BEGIN

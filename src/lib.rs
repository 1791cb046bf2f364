//! # Zusatz Scanner
//!
//! Ingests a supplier's semicolon-delimited product export, classifies each
//! product, extracts cooking parameters from its preparation text and matches
//! camera-recognized text or barcodes against the catalog.

pub mod catalog;
pub mod circuit_breaker;
pub mod classification;
pub mod config;
pub mod errors;
pub mod instruction_parser;
pub mod lookup;
pub mod observability;
pub mod observability_config;
pub mod product;
pub mod scan_session;
pub mod text_matcher;

// Re-export types for easier access
pub use catalog::{parse_catalog, parse_line, CatalogParser, ProductCatalog};
pub use classification::classify;
pub use instruction_parser::{parse_instruction, ParsedInstruction};
pub use product::{Category, Product};
pub use scan_session::{ScanSession, ViewFilter};
pub use text_matcher::find_first_match;
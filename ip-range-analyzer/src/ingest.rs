use std::fs::File;
use std::io::{BufRead, BufReader};
use std::sync::LazyLock;

use chrono::NaiveDateTime;
use regex::Regex;

use crate::errors::AnalyzerError;
use crate::models::LogRecord;

const TIMESTAMP_FORMAT: &str = "%Y-%m-%d %H:%M:%S";

// Dotted quad followed by a timestamp, e.g. "203.0.113.5 2024-01-01 10:00:00"
static ENTRY_PATTERN: LazyLock<Regex> = LazyLock::new(|| {
    Regex::new(r"(\d{1,3}\.\d{1,3}\.\d{1,3}\.\d{1,3}) ([\d-]+\s[\d:]+)").expect("valid pattern")
});

/// Streams `path` line by line and extracts records in file order. Lines
/// that do not match the pattern are skipped; a line that matches but does
/// not parse aborts the read.
pub fn read_records(path: &str) -> Result<Vec<LogRecord>, AnalyzerError> {
    let file = File::open(path).map_err(|source| AnalyzerError::from_io(path, source))?;
    let reader = BufReader::new(file);
    let mut records = Vec::new();
    for (index, line) in reader.lines().enumerate() {
        let line = line.map_err(|source| AnalyzerError::from_io(path, source))?;
        if let Some(record) = parse_line(&line, index + 1)? {
            records.push(record);
        }
    }
    if let (Some(first), Some(last)) = (records.first(), records.last()) {
        tracing::debug!(from = %first.timestamp, to = %last.timestamp, "observed time span");
    }
    tracing::debug!(path, records = records.len(), "log ingest finished");
    Ok(records)
}

fn parse_line(line: &str, number: usize) -> Result<Option<LogRecord>, AnalyzerError> {
    let Some(captures) = ENTRY_PATTERN.captures(line) else {
        return Ok(None);
    };
    let addr = captures[1].parse().map_err(|_| AnalyzerError::Parse {
        line: number,
        field: "address",
        value: captures[1].to_string(),
    })?;
    let timestamp =
        NaiveDateTime::parse_from_str(&captures[2], TIMESTAMP_FORMAT).map_err(|_| {
            AnalyzerError::Parse {
                line: number,
                field: "timestamp",
                value: captures[2].to_string(),
            }
        })?;
    Ok(Some(LogRecord { addr, timestamp }))
}
use std::collections::HashMap;
use std::fs::File;
use std::io::{BufWriter, Write};
use std::net::Ipv4Addr;

use crate::errors::AnalyzerError;

/// Writes one `<address> - <count>` line per entry, most requests first.
/// The output is created fresh on every run; the handle flushes and closes
/// on all exit paths.
pub fn write_report(path: &str, counts: &HashMap<Ipv4Addr, u64>) -> Result<(), AnalyzerError> {
    let file = File::create(path).map_err(|source| AnalyzerError::from_io(path, source))?;
    let mut writer = BufWriter::new(file);
    for (addr, count) in sorted_entries(counts) {
        writeln!(writer, "{addr} - {count}")
            .map_err(|source| AnalyzerError::from_io(path, source))?;
    }
    writer
        .flush()
        .map_err(|source| AnalyzerError::from_io(path, source))
}

// Equal counts order by ascending address so repeated runs stay
// byte-identical.
fn sorted_entries(counts: &HashMap<Ipv4Addr, u64>) -> Vec<(Ipv4Addr, u64)> {
    let mut entries: Vec<_> = counts.iter().map(|(addr, count)| (*addr, *count)).collect();
    entries.sort_unstable_by(|a, b| b.1.cmp(&a.1).then_with(|| a.0.cmp(&b.0)));
    entries
}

END

All lines from the start of the entries through the line where "for easier access" sits should be duplicated exactly, with nothing else in the output.

filename src/lib.rs
repository 1791cb046bf2f364
//! # Zusatz Scanner
//!
//! Ingests a supplier's semicolon-delimited product export, classifies each
//! product, extracts cooking parameters from its preparation text and matches
//! camera-recognized text or barcodes against the catalog.

pub mod catalog;
pub mod circuit_breaker;
pub mod classification;
pub mod config;
pub mod errors;
pub mod instruction_parser;
pub mod lookup;
pub mod observability;
pub mod observability_config;
pub mod product;
pub mod scan_session;
pub mod text_matcher;

// Re-export types for easier access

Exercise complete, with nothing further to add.